Background/Aim. Early treatment failure (ETF) in patients hospitalized for community-acquired pneumonia (CAP) is associated with prolonged hospitalization, increased risk of mortality and high treatment costs. The aim of this study was to analyze the relative importance of factors influencing ETF in hospitalized adult patients with CAP that are still insufficiently explored. Methods. A retrospective case-control study was carried out on a sample of 126 adult patients treated for serious CAP at the Clinic for Pulmonary Diseases, Clinical Center of Serbia, Belgrade, Serbia, during the 5-year period (2007–2011). The cases (n = 63) were consecutive patients with ETF, observed within the three days upon the admission to hospital, while the control group consisted of the equal number of randomly selected patients without such an outcome. The association between potential risk/protective factors and ETF was estimated using logistic regression analysis. Results. The coexistence of gastrointestinal disorders [adjusted odds ratio (OR) 18.83, 95% confidence interval (CI) 1.15–309.04], higher CURB-65 (C – confusion; U – urea 7 mmol/L; R – respiratory rate ≥ 30 breaths/min; B – systolic blood pressure < 90 mmHg or diastolic blood pressure ≤ 60 mmHg; 65 – age ≥ 65 years) score on admission (adjusted OR 2.57, 95%CI 1.05–6.25), initial use of nonsteroidal anti-inflammatory drugs (NSAIDs) in hospital (adjusted OR 38.19, 95%CI 3.61–404.51) and previous outpatient use of inhaled corticosteroids (adjusted OR 22.41, 95%CI 1.03–489.06) were found to be significant risk factors for ETF. On the other hand, older age and use of antibiotics before the hospitalization were associated with a significantly lower chance of experiencing ETF, reducing the odds for 98% and almost 90%, respectively. Conclusion. The avoidance of the routine in-hospital use of NSAIDs as well as the outpatient use of appropriate antibiotics may be beneficial for patients hospitalized for CAP in terms of reducing the risk of ETF. The CURB-65 score could be a better predictor of ETF than Pneumonia Severity Index. Further prospective studies are required to confirm these findings.

References

Torres A, Peetermans WE, Viegi G, Blasi F. Risk factors for community-acquired pneumonia in adults in Europe: A literature review. Thorax 2013; 68(11): 1057–65.

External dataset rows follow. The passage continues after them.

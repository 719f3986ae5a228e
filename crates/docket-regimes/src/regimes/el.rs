//! # Greece
//!
//! Greek VAT (ΦΠΑ). The regime's canonical code is `EL`, the prefix used
//! by VIES; `GR` resolves to the same regime.
//!
//! Every VAT combo carries the myDATA VAT category in
//! `gr-iapr-vat-cat`. It is derived from the rate key when absent, and
//! the island categories (4 to 6) select the reduced island percentages.
//!
//! Sources: Law 2859/2000 (VAT Code), AADE myDATA technical
//! specifications.

use docket_core::Extensions;
use docket_doc::tax::Combo;

use super::*;

pub const COUNTRY: &str = "EL";

/// myDATA VAT category extension.
pub const EXT_VAT_CAT: &str = "gr-iapr-vat-cat";

// -- Definition --------------------------------------------------------------

pub fn regime() -> RegimeDef {
    RegimeDef {
        country: Code::from(COUNTRY),
        alt_country_codes: vec![Code::from("GR")],
        name: "Greece".into(),
        currency: CurrencyCode::new("EUR"),
        time_zone: "Europe/Athens".into(),
        tax_scheme: Some(Code::from("VAT")),
        calculator_rounding_rule: RoundingRule::Currency,
        extensions: vec![ExtensionDef {
            key: Key::from(EXT_VAT_CAT),
            name: "VAT category".into(),
            values: ext_values(&[
                ("1", "Standard rate"),
                ("2", "Reduced rate"),
                ("3", "Super-reduced rate"),
                ("4", "Standard rate (Island)"),
                ("5", "Reduced rate (Island)"),
                ("6", "Super-reduced rate (Island)"),
                ("7", "Without VAT"),
                ("8", "Records without VAT"),
            ]),
            ..Default::default()
        }],
        categories: vec![CategoryDef {
            code: Code::from("VAT"),
            name: "ΦΠΑ".into(),
            title: Some("Φόρος Προστιθέμενης Αξίας".into()),
            keys: vat_keys(),
            rates: vec![
                rate(
                    rates::GENERAL,
                    "General Rate",
                    vec![island(since(2016, 6, 1, pct(17, 0)), "4"), since(2016, 6, 1, pct(24, 0))],
                ),
                rate(
                    rates::REDUCED,
                    "Reduced Rate",
                    vec![island(since(2016, 6, 1, pct(9, 0)), "5"), since(2016, 6, 1, pct(13, 0))],
                ),
                rate(
                    rates::SUPER_REDUCED,
                    "Super-Reduced Rate",
                    vec![island(since(2016, 6, 1, pct(4, 0)), "6"), since(2016, 6, 1, pct(6, 0))],
                ),
            ],
            extensions: vec![Key::from(EXT_VAT_CAT)],
            ..Default::default()
        }],
        corrections: vec![CorrectionDefinition {
            types: vec![Key::from(types::CREDIT_NOTE)],
            ..CorrectionDefinition::new(SHORT_INVOICE)
        }],
        hooks: Some(Arc::new(GreeceHooks)),
        ..Default::default()
    }
}

fn island(value: RateValueDef, cat: &str) -> RateValueDef {
    RateValueDef {
        ext: [(EXT_VAT_CAT, cat)].into_iter().collect::<Extensions>(),
        ..value
    }
}

// -- Hooks -------------------------------------------------------------------

#[derive(Debug)]
struct GreeceHooks;

impl RuleHooks for GreeceHooks {
    fn normalize(&self, node: Node<'_>) {
        if let Node::Combo(c) = node {
            normalize_combo(c);
        }
    }

    fn validate(&self, node: NodeRef<'_>) -> FieldErrors {
        match node {
            NodeRef::Invoice(inv) => validate_invoice(inv),
            NodeRef::Combo(c) if c.cat == "VAT" && c.ext.get(EXT_VAT_CAT).is_none() => {
                FieldErrors::single(EXT_VAT_CAT, "required").prefixed("ext")
            }
            NodeRef::TaxIdentity(tid) => match local_code(tid, COUNTRY) {
                Some(code) => match check_tax_code(code) {
                    Ok(()) => FieldErrors::new(),
                    Err(msg) => FieldErrors::single("code", msg),
                },
                None => FieldErrors::new(),
            },
            _ => FieldErrors::new(),
        }
    }
}

fn normalize_combo(c: &mut Combo) {
    if c.cat != "VAT" || c.ext.get(EXT_VAT_CAT).is_some() {
        return;
    }
    let by_rate = c.rate.as_ref().and_then(|r| match r.as_str() {
        rates::GENERAL => Some("1"),
        rates::REDUCED => Some("2"),
        rates::SUPER_REDUCED => Some("3"),
        _ => None,
    });
    let by_key = c.key.as_ref().and_then(|k| match k.as_str() {
        keys::ZERO | keys::EXEMPT | keys::EXPORT | keys::INTRA_COMMUNITY | keys::OUTSIDE_SCOPE => {
            Some("7")
        }
        _ => None,
    });
    if let Some(cat) = by_rate.or(by_key) {
        c.ext.set(EXT_VAT_CAT, cat);
    }
}

fn validate_invoice(inv: &Invoice) -> FieldErrors {
    let mut errs = FieldErrors::new();
    if inv.series.is_none() {
        errs.add("series", "cannot be blank");
    }
    if let Some(supplier) = &inv.supplier {
        errs.nest("supplier", require_tax_code(supplier));
    }
    if let Some(customer) = &inv.customer {
        if !inv.has_tags(&["simplified"]) {
            let mut cerrs = require_tax_code(customer);
            if customer.addresses.is_empty() {
                cerrs.add("addresses", "cannot be blank");
            }
            errs.nest("customer", cerrs);
        }
    }
    errs
}

/// Check a nine-digit Greek VAT number (ΑΦΜ).
pub fn check_tax_code(code: &str) -> Result<(), &'static str> {
    if code.len() != 9 || !code.chars().all(|c| c.is_ascii_digit()) {
        return Err("invalid format");
    }
    let digits: Vec<u32> = code.chars().filter_map(|c| c.to_digit(10)).collect();
    let sum: u32 = digits[..8]
        .iter()
        .enumerate()
        .map(|(i, d)| d << (8 - i))
        .sum();
    if sum % 11 % 10 != digits[8] {
        return Err("invalid check digit");
    }
    Ok(())
}
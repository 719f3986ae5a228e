//! # Content Routes
//!
//! Read-only views of what the server was built with.
//!
//! | Method | Path                | Response                          |
//! |--------|---------------------|-----------------------------------|
//! | GET    | `/`                 | service name and version          |
//! | GET    | `/schemas`          | `{"list": [ids…]}`                |
//! | GET    | `/schemas/{*path}`  | raw schema JSON                   |
//! | GET    | `/regimes/{code}`   | regime definition                 |

use axum::extract::rejection::QueryRejection;
use axum::extract::{Path, Query, State};
use axum::http::header;
use axum::response::{IntoResponse, Response};
use axum::routing::get;
use axum::Router;
use docket_engine::content;
use serde_json::{json, Value};

use crate::error::AppError;
use crate::extractors::{format, Format};
use crate::routes::Pretty;
use crate::state::AppState;

pub fn router() -> Router<AppState> {
    Router::new()
        .route("/", get(info))
        .route("/schemas", get(list_schemas))
        .route("/schemas/{*path}", get(get_schema))
        .route("/regimes/{code}", get(get_regime))
}

async fn info(query: Result<Query<Format>, QueryRejection>) -> Pretty<Value> {
    Pretty::new(
        json!({
            "slogan": "Process electronic business documents.",
            "name": "docket",
            "version": env!("CARGO_PKG_VERSION"),
        }),
        format(query).indent,
    )
}

async fn list_schemas(query: Result<Query<Format>, QueryRejection>) -> Pretty<Value> {
    Pretty::new(json!({"list": content::schema_ids()}), format(query).indent)
}

/// The embedded file is returned as stored.
async fn get_schema(Path(path): Path<String>) -> Result<Response, AppError> {
    let raw = content::schema(&path).map_err(not_found)?;
    Ok(([(header::CONTENT_TYPE, "application/schema+json")], raw).into_response())
}

async fn get_regime(
    State(state): State<AppState>,
    Path(code): Path<String>,
    query: Result<Query<Format>, QueryRejection>,
) -> Result<Pretty<Value>, AppError> {
    let def = content::regime(state.registry(), &code).map_err(not_found)?;
    Ok(Pretty::new(def, format(query).indent))
}

fn not_found(err: docket_core::DocketError) -> AppError {
    AppError::NotFound(err.to_string())
}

Broulette J, Yu H, Pyenson B, Iwasaki K, Sato R. The incidence rate and economic burden of community-acquired pneumonia in a working-age population. Am Health Drug Benefits 2013; 6(8): 494−503.

Bao Z, Yuan X, Wang L, Sun Y, Dong X. The incidence and etiology of community-acquired pneumonia in fever outpatients. Exp Biol Med (Maywood) 2012; 37(11): 1256−61.

Restrepo MI, Faverio P, Anzueto A. Long-term prognosis in community-acquired pneumonia. Curr Opin Infect Dis 2013; 26(2): 151−8.

Yende S, Alvarez K, Loehr L, Folsom AR, Newman AB, Weissfeld LA, et al. Epidemiology and long-term clinical and biologic risk factors for pneumonia in community-dwelling older Americans: analysis of three cohorts. Chest 2013; 144(3): 1008−17.

Jain S, Self WH, Wunderink RG, Fakhran S, Balk R, Bramley AM, et al. Community-Acquired Pneumonia Requiring Hospitalization among U. S. Adults. N Engl J Med 2015; 373(5): 415−27.

Welte T, Torres A, Nathwani D. Clinical and economic burden of community-acquired pneumonia among adults in Europe. Thorax 2012; 67(1): 71−9.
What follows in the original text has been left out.